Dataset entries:
########################################
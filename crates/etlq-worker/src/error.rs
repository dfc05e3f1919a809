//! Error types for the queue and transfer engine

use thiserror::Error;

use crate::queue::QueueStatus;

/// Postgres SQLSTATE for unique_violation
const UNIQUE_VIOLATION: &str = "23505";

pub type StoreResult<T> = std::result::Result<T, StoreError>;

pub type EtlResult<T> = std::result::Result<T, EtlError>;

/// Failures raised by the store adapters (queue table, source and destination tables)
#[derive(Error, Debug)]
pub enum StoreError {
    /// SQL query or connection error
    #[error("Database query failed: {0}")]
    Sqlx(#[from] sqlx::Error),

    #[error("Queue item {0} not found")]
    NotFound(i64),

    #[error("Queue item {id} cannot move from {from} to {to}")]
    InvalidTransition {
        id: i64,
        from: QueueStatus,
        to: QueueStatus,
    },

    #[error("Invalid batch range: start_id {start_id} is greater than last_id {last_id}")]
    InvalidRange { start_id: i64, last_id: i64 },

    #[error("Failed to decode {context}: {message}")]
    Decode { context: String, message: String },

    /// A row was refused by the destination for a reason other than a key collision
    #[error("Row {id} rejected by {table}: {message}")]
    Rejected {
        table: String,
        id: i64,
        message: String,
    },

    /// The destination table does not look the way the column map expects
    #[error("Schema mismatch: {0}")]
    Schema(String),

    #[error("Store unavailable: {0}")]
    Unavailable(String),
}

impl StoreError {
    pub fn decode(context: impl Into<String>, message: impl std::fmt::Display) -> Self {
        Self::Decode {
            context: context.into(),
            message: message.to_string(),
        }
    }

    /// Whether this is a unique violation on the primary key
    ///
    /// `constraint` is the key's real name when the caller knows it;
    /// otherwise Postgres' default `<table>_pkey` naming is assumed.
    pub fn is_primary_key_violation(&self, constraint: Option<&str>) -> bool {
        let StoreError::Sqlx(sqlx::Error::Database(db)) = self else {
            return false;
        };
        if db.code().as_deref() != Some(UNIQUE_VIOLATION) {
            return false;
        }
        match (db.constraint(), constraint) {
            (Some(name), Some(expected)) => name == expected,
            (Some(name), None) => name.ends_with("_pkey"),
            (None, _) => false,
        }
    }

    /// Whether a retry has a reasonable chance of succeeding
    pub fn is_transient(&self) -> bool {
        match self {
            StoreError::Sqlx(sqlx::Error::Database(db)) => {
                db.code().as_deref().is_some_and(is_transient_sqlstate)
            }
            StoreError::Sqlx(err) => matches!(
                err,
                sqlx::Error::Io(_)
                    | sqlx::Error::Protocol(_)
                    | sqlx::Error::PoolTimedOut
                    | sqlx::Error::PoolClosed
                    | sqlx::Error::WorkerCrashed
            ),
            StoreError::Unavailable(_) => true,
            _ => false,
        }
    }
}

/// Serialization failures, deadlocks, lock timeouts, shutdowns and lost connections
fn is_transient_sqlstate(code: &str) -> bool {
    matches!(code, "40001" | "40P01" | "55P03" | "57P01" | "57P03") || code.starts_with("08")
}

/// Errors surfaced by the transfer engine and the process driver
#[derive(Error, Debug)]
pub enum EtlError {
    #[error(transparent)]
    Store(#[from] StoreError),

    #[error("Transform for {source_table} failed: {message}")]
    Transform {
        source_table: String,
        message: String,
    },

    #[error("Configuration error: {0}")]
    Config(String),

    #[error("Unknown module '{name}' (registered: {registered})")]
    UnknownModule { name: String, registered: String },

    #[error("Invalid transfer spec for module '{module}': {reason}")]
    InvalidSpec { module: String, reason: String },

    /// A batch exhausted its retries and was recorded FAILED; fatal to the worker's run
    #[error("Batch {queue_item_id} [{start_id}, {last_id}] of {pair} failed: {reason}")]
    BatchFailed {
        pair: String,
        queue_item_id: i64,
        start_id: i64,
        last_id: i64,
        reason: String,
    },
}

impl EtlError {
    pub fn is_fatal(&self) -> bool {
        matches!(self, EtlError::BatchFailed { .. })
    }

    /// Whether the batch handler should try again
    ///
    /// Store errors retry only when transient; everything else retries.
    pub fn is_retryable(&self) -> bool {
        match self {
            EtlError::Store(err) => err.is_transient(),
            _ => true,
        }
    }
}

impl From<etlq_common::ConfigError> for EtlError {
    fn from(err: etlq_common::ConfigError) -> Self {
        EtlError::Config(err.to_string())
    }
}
########################################
=== How to complete this task ===
Filter the records above and copy every line that contains the word "false".

=== Written solution ===
            return false;
            return false;
            (None, _) => false,
            _ => false,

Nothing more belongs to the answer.